TASK DESCRIPTION. Wherever a line holds the word "EnvFilter", copy that line from the data.

── SOURCE DATA

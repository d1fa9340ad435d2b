//! Shared tracing setup for MoveKit binaries.
//!
//! Everything of interest goes to a size-capped file under
//! `~/.movekit/logs`; the console layer is filtered down to warnings while
//! the TUI owns the terminal, since any stray line would corrupt the form
//! rendering.

use anyhow::{Context, Result};
use std::fs::{self, File, OpenOptions};
use std::io::{self, Write};
use std::path::PathBuf;
use std::sync::{Arc, Mutex};
use tracing_subscriber::{layer::SubscriberExt, util::SubscriberInitExt, EnvFilter, Layer};

const DEFAULT_LOG_FILTER: &str = "movekit=info,movekit_sink=info,movekit_handoff=info";
const MAX_LOG_FILE_SIZE: u64 = 5 * 1024 * 1024;

/// Logging options decided by the CLI.
pub struct LogConfig {
    pub verbose: bool,
    pub tui_mode: bool,
}

/// Initialize tracing with a capped file writer plus stderr output.
pub fn init_logging(config: LogConfig) -> Result<()> {
    let log_path = ensure_logs_dir()
        .context("Failed to ensure log directory")?
        .join("movekit.log");
    let writer = CappedFileWriter::open(log_path)?;

    let file_filter =
        EnvFilter::try_from_default_env().unwrap_or_else(|_| EnvFilter::new(DEFAULT_LOG_FILTER));
    let console_filter = if config.tui_mode {
        EnvFilter::new("warn")
    } else if config.verbose {
        EnvFilter::new("debug")
    } else {
        EnvFilter::try_from_default_env().unwrap_or_else(|_| EnvFilter::new(DEFAULT_LOG_FILTER))
    };

    tracing_subscriber::registry()
        .with(
            tracing_subscriber::fmt::layer()
                .with_writer(writer)
                .with_ansi(false)
                .with_filter(file_filter),
        )
        .with(
            tracing_subscriber::fmt::layer()
                .with_writer(io::stderr)
                .with_filter(console_filter),
        )
        .init();

    Ok(())
}

/// The MoveKit home directory: `~/.movekit`, overridable via `MOVEKIT_HOME`.
pub fn movekit_home() -> PathBuf {
    if let Ok(override_path) = std::env::var("MOVEKIT_HOME") {
        return PathBuf::from(override_path);
    }
    dirs::home_dir()
        .unwrap_or_else(|| PathBuf::from("."))
        .join(".movekit")
}

/// The logs directory: `~/.movekit/logs`.
pub fn logs_dir() -> PathBuf {
    movekit_home().join("logs")
}

/// Ensure the logs directory exists.
pub fn ensure_logs_dir() -> Result<PathBuf> {
    let logs = logs_dir();
    fs::create_dir_all(&logs)
        .with_context(|| format!("Failed to create logs directory: {}", logs.display()))?;
    Ok(logs)
}

/// Append-only writer that swaps the file aside (`movekit.log.old`) once it
/// grows past the size cap. One previous generation is enough for a tool
/// whose sessions last minutes.
#[derive(Clone)]
struct CappedFileWriter {
    inner: Arc<Mutex<CappedFile>>,
}

struct CappedFile {
    path: PathBuf,
    file: File,
    size: u64,
}

impl CappedFileWriter {
    fn open(path: PathBuf) -> Result<Self> {
        let file = append_handle(&path)
            .with_context(|| format!("Failed to open log file: {}", path.display()))?;
        let size = file.metadata().map(|m| m.len()).unwrap_or(0);
        Ok(Self {
            inner: Arc::new(Mutex::new(CappedFile { path, file, size })),
        })
    }
}

fn append_handle(path: &PathBuf) -> io::Result<File> {
    OpenOptions::new().create(true).append(true).open(path)
}

impl CappedFile {
    fn rotate(&mut self) -> io::Result<()> {
        let _ = self.file.flush();
        let old = self.path.with_extension("log.old");
        if self.path.exists() {
            fs::rename(&self.path, &old)?;
        }
        self.file = append_handle(&self.path)?;
        self.size = 0;
        Ok(())
    }
}

impl Write for CappedFile {
    fn write(&mut self, buf: &[u8]) -> io::Result<usize> {
        if self.size + buf.len() as u64 > MAX_LOG_FILE_SIZE {
            self.rotate()?;
        }
        let written = self.file.write(buf)?;
        self.size += written as u64;
        Ok(written)
    }

    fn flush(&mut self) -> io::Result<()> {
        self.file.flush()
    }
}

struct CappedFileGuard {
    inner: Arc<Mutex<CappedFile>>,
}

impl<'a> tracing_subscriber::fmt::MakeWriter<'a> for CappedFileWriter {
    type Writer = CappedFileGuard;

    fn make_writer(&'a self) -> Self::Writer {
        CappedFileGuard {
            inner: Arc::clone(&self.inner),
        }
    }
}

impl Write for CappedFileGuard {
    fn write(&mut self, buf: &[u8]) -> io::Result<usize> {
        let mut guard = self
            .inner
            .lock()
            .map_err(|_| io::Error::new(io::ErrorKind::Other, "log writer lock poisoned"))?;
        guard.write(buf)
    }

    fn flush(&mut self) -> io::Result<()> {
        let mut guard = self
            .inner
            .lock()
            .map_err(|_| io::Error::new(io::ErrorKind::Other, "log writer lock poisoned"))?;
        guard.flush()
    }
}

────

EXERCISE OUTPUT.
use tracing_subscriber::{layer::SubscriberExt, util::SubscriberInitExt, EnvFilter, Layer};
        EnvFilter::try_from_default_env().unwrap_or_else(|_| EnvFilter::new(DEFAULT_LOG_FILTER));
        EnvFilter::new("warn")
        EnvFilter::new("debug")
        EnvFilter::try_from_default_env().unwrap_or_else(|_| EnvFilter::new(DEFAULT_LOG_FILTER))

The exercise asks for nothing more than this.